O presidente do BM (Banco Mundial), Robert Zoellick, advertiu nesta quita-feira (19) que a recuperação da economia mundial será gradual e virá acompanhada por altos índices de desemprego e de inadimplência no pagamento de dívida.
- Os mercados financeiros se recuperam, mas os sinais dessa recuperação na economia real obrigam a cautela, pois, ao alto endividamento privado e público, soma-se uma deterioração do mercado de trabalho. E o desemprego se traduz em pressão política.
Para Zoellick, um dos erros mais graves que os governos podem cometer neste caso é tomar decisões protecionistas.
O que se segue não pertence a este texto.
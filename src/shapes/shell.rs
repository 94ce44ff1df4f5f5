// Copyright @yucwang 2026

use crate::core::shape::SourceShape;
use crate::math::constants::{ Float, TWO_PI, Vector3f };

static CYLINDER_BOUNDS: [(Float, Float); 2] = [(0.0, TWO_PI), (-1.0, 1.0)];

/// A cylindrical shell with its axis along x, parameterized by angle and a
/// normalized axial coordinate in `[-1,1]` (so `length` is the half-length).
#[derive(Debug, Clone, PartialEq)]
pub struct CylinderXaxis {
    center: Vector3f,
    radius: Float,
    length: Float,
    area_scale: Float,
}

impl CylinderXaxis {
    pub fn new(center: Vector3f, radius: Float, length: Float) -> Self {
        Self { center, radius, length, area_scale: (radius * length).abs() }
    }
}

impl SourceShape for CylinderXaxis {
    fn position(&self, params: &[Float]) -> Vector3f {
        Vector3f::new(self.center.x + params[1] * self.length,
                      self.center.y + self.radius * params[0].cos(),
                      self.center.z + self.radius * params[0].sin())
    }

    fn volume_element(&self, _params: &[Float], widths: &[Float]) -> Float {
        self.area_scale * widths[0] * widths[1]
    }

    fn num_params(&self) -> usize {
        2
    }

    fn bounds(&self) -> &'static [(Float, Float)] {
        &CYLINDER_BOUNDS
    }
}

/// A cylindrical shell with its axis along y.
#[derive(Debug, Clone, PartialEq)]
pub struct CylinderYaxis {
    center: Vector3f,
    radius: Float,
    length: Float,
    area_scale: Float,
}

impl CylinderYaxis {
    pub fn new(center: Vector3f, radius: Float, length: Float) -> Self {
        Self { center, radius, length, area_scale: (radius * length).abs() }
    }
}

impl SourceShape for CylinderYaxis {
    fn position(&self, params: &[Float]) -> Vector3f {
        Vector3f::new(self.center.x + self.radius * params[0].cos(),
                      self.center.y + params[1] * self.length,
                      self.center.z + self.radius * params[0].sin())
    }

    fn volume_element(&self, _params: &[Float], widths: &[Float]) -> Float {
        self.area_scale * widths[0] * widths[1]
    }

    fn num_params(&self) -> usize {
        2
    }

    fn bounds(&self) -> &'static [(Float, Float)] {
        &CYLINDER_BOUNDS
    }
}

/// A cylindrical shell with its axis along z (a vertical column).
#[derive(Debug, Clone, PartialEq)]
pub struct CylinderZaxis {
    center: Vector3f,
    radius: Float,
    length: Float,
    area_scale: Float,
}

impl CylinderZaxis {
    pub fn new(center: Vector3f, radius: Float, length: Float) -> Self {
        Self { center, radius, length, area_scale: (radius * length).abs() }
    }
}

impl SourceShape for CylinderZaxis {
    fn position(&self, params: &[Float]) -> Vector3f {
        Vector3f::new(self.center.x + self.radius * params[0].cos(),
                      self.center.y + self.radius * params[0].sin(),
                      self.center.z + params[1] * self.length)
    }

    fn volume_element(&self, _params: &[Float], widths: &[Float]) -> Float {
        self.area_scale * widths[0] * widths[1]
    }

    fn num_params(&self) -> usize {
        2
    }

    fn bounds(&self) -> &'static [(Float, Float)] {
        &CYLINDER_BOUNDS
    }
}

/// A cylindrical shell with its axis along x, rotated about the z axis by a
/// fixed angle. The sine and cosine of the rotation are frozen at
/// construction.
#[derive(Debug, Clone, PartialEq)]
pub struct RotXaxisCylinder {
    center: Vector3f,
    radius: Float,
    length: Float,
    area_scale: Float,
    s_eval: Float,
    c_eval: Float,
}

impl RotXaxisCylinder {
    pub fn new(center: Vector3f, radius: Float, length: Float, angle: Float) -> Self {
        Self {
            center,
            radius,
            length,
            area_scale: (radius * length).abs(),
            s_eval: angle.sin(),
            c_eval: angle.cos(),
        }
    }
}

impl SourceShape for RotXaxisCylinder {
    fn position(&self, params: &[Float]) -> Vector3f {
        let x = self.center.x + params[1] * self.length;
        let y = self.center.y + self.radius * params[0].cos();
        Vector3f::new(self.c_eval * x - self.s_eval * y,
                      self.s_eval * x + self.c_eval * y,
                      self.center.z + self.radius * params[0].sin())
    }

    fn volume_element(&self, _params: &[Float], widths: &[Float]) -> Float {
        self.area_scale * widths[0] * widths[1]
    }

    fn num_params(&self) -> usize {
        2
    }

    fn bounds(&self) -> &'static [(Float, Float)] {
        &CYLINDER_BOUNDS
    }
}

#[cfg(test)]
mod tests {
    use super::{ CylinderXaxis, CylinderYaxis, CylinderZaxis, RotXaxisCylinder };
    use crate::core::shape::SourceShape;
    use crate::math::constants::{ PI, TWO_PI, Vector3f };

    #[test]
    fn test_z_cylinder_surface() {
        let cyl = CylinderZaxis::new(Vector3f::new(0.0, 0.0, 1.0), 2.0, 3.0);
        let p = cyl.position(&[0.0, 1.0]);
        assert!((p - Vector3f::new(2.0, 0.0, 4.0)).norm() < 1e-12);
        let p = cyl.position(&[PI / 2.0, -1.0]);
        assert!((p - Vector3f::new(0.0, 2.0, -2.0)).norm() < 1e-12);
        // whole box: widths (2*pi, 2) -> lateral area 2*pi*r * 2*halflength
        let area = cyl.volume_element(&[0.0, 0.0], &[TWO_PI, 2.0]);
        assert!((area - TWO_PI * 2.0 * 6.0).abs() < 1e-9);
    }

    #[test]
    fn test_axial_cylinders_permute_axes() {
        let x_cyl = CylinderXaxis::new(Vector3f::zeros(), 1.0, 2.0);
        let y_cyl = CylinderYaxis::new(Vector3f::zeros(), 1.0, 2.0);
        let p = x_cyl.position(&[0.0, 0.5]);
        assert!((p - Vector3f::new(1.0, 1.0, 0.0)).norm() < 1e-12);
        let p = y_cyl.position(&[0.0, 0.5]);
        assert!((p - Vector3f::new(1.0, 1.0, 0.0)).norm() < 1e-12);
        let p = y_cyl.position(&[PI, -0.5]);
        assert!((p - Vector3f::new(-1.0, -1.0, 0.0)).norm() < 1e-12);
    }

    #[test]
    fn test_rotated_cylinder_zero_angle() {
        // with angle 0 the rotation is the identity and the axis runs along x
        let cyl = RotXaxisCylinder::new(Vector3f::zeros(), 1.0, 2.0, 0.0);
        let p = cyl.position(&[PI / 2.0, 0.5]);
        assert!((p - Vector3f::new(1.0, 0.0, 1.0)).norm() < 1e-12);
    }

    #[test]
    fn test_rotated_cylinder_quarter_turn() {
        // a quarter turn about z carries the x axis onto the y axis
        let cyl = RotXaxisCylinder::new(Vector3f::zeros(), 1.0, 2.0, PI / 2.0);
        let p = cyl.position(&[PI / 2.0, 1.0]);
        assert!((p - Vector3f::new(0.0, 2.0, 1.0)).norm() < 1e-12);
    }
}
O presidente do BM argumentou que a crise mudou a atitude do consumidor americano que, ao se sentir pressionado por hipotecas que não pode pagar, passou do esbanjamento para o pagamento de dívida e à poupança.
De acordo com Zoellick é preciso buscar consumidores em mercados de economias emergentes e países em desenvolvimento, nos quais o BM vai investir mais de R$ 86,73 bilhões (US$ 50 bilhões) nos próximos três anos em programas de infraestrutura básica e formação.
- Pode haver grandes oportunidades nos mercados dos países em desenvolvimento, embora os frutos não sejam iminentes.